#### What to work on
Out of the data below, copy every line with the string "true".

(Data provided Opens)

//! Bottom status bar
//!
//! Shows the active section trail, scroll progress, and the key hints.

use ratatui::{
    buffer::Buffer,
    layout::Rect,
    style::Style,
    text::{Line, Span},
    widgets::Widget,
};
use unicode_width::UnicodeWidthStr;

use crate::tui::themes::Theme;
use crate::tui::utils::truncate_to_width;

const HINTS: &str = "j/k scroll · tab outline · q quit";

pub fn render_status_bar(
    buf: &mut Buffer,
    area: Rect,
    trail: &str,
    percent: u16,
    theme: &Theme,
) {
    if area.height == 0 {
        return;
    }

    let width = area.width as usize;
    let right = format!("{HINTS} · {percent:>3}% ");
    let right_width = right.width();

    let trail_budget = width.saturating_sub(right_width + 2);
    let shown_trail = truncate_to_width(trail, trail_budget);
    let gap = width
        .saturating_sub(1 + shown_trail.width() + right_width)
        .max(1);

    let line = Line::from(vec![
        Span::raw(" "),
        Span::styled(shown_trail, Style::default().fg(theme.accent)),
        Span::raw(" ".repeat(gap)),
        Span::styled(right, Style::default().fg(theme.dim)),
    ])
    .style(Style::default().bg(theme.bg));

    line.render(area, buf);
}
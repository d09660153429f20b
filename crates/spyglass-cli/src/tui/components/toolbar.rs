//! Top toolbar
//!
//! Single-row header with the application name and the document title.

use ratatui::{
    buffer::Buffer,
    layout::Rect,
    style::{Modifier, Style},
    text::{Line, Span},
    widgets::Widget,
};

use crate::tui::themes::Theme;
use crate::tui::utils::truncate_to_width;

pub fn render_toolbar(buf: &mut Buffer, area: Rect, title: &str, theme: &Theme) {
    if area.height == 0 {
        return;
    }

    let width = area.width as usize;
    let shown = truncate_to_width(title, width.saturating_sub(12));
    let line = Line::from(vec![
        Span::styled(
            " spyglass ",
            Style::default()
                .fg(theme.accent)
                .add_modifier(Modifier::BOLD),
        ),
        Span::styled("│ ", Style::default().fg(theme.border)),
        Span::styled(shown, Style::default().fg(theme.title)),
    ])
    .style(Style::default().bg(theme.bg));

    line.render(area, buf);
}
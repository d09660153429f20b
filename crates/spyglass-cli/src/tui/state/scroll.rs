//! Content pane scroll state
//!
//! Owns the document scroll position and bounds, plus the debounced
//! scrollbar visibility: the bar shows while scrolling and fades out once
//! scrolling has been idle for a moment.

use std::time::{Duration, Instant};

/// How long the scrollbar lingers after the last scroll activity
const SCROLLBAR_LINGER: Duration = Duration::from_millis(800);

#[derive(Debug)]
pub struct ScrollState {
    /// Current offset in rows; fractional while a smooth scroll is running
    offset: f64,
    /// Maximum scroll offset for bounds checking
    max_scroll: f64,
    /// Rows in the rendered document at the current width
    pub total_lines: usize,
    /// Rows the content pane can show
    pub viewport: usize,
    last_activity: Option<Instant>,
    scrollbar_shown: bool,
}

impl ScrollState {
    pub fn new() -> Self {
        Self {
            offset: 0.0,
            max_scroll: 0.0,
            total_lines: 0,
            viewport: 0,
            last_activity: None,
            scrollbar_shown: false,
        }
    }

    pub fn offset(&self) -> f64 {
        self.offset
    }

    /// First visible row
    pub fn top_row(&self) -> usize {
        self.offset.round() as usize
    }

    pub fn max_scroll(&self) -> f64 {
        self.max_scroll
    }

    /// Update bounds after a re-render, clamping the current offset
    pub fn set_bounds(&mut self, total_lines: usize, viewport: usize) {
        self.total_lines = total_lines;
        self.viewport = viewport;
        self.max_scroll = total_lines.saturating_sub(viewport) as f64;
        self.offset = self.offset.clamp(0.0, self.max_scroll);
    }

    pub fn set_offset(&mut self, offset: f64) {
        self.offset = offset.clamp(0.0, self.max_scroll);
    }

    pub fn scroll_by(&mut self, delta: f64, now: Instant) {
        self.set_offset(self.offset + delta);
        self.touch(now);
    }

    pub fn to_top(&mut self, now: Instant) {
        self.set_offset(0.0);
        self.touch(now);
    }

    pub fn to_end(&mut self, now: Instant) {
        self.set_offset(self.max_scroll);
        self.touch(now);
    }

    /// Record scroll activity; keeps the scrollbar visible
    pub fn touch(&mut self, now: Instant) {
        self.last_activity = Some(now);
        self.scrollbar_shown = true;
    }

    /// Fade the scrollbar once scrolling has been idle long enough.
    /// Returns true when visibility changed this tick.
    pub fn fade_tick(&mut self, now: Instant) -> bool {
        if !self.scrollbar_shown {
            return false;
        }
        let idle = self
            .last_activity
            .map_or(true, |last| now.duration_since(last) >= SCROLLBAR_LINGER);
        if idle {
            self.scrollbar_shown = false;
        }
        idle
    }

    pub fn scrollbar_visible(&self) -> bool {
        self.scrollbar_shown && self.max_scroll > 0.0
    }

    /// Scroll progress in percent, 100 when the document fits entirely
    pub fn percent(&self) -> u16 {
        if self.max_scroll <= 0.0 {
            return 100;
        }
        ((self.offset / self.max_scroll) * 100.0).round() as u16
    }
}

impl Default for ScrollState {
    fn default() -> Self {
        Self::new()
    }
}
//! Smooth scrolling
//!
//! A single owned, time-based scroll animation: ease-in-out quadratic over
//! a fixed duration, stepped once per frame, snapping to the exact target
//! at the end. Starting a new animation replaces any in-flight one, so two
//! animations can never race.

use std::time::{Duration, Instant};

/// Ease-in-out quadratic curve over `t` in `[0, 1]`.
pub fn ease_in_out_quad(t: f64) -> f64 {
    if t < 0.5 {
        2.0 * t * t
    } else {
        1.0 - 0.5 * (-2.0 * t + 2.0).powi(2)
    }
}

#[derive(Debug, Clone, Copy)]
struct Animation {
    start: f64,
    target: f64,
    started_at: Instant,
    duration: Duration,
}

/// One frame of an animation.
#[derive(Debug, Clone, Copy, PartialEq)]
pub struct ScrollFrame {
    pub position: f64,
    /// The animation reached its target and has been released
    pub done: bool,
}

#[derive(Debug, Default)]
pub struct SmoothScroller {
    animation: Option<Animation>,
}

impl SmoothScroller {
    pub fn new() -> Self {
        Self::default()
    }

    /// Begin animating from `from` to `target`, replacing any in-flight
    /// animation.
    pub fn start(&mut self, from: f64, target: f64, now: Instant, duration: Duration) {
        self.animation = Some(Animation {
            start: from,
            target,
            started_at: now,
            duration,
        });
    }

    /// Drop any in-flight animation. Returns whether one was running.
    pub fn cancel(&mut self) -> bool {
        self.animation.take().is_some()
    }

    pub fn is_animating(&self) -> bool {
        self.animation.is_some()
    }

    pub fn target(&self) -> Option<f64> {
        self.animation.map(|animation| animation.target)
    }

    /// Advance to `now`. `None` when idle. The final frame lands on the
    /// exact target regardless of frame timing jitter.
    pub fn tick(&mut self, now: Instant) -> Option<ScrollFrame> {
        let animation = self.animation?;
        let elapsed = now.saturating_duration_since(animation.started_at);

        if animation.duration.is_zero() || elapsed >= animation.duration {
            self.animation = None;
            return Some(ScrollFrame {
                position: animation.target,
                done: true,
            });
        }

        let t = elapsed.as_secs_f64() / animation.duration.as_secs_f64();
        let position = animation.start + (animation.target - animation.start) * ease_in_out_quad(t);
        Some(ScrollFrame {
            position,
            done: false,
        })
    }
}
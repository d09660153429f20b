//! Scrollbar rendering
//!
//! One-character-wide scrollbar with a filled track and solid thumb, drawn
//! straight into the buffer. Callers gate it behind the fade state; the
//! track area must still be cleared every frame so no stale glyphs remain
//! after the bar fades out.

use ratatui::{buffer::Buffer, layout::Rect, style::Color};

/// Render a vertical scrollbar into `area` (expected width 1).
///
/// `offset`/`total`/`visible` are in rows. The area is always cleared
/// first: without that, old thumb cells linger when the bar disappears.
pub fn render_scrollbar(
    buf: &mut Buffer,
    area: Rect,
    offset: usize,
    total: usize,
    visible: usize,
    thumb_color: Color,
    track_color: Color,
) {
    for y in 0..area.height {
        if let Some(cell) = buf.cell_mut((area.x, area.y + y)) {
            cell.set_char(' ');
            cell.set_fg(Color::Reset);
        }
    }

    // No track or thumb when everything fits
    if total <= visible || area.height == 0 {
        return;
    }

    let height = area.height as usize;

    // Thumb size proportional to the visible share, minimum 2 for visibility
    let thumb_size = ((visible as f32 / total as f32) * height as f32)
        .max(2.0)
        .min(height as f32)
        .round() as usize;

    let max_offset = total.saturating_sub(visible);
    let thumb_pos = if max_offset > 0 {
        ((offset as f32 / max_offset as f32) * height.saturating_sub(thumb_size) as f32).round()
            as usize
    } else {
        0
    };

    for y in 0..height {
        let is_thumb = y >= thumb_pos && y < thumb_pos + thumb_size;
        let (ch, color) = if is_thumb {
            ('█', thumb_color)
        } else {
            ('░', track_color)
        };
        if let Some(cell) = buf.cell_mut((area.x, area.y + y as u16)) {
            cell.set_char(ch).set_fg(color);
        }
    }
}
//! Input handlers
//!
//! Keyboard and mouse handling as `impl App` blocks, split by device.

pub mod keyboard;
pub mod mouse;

(Data provided Closes)

#### Answer space
        self.scrollbar_shown = true;
    /// Returns true when visibility changed this tick.
            .map_or(true, |last| now.duration_since(last) >= SCROLLBAR_LINGER);
                done: true,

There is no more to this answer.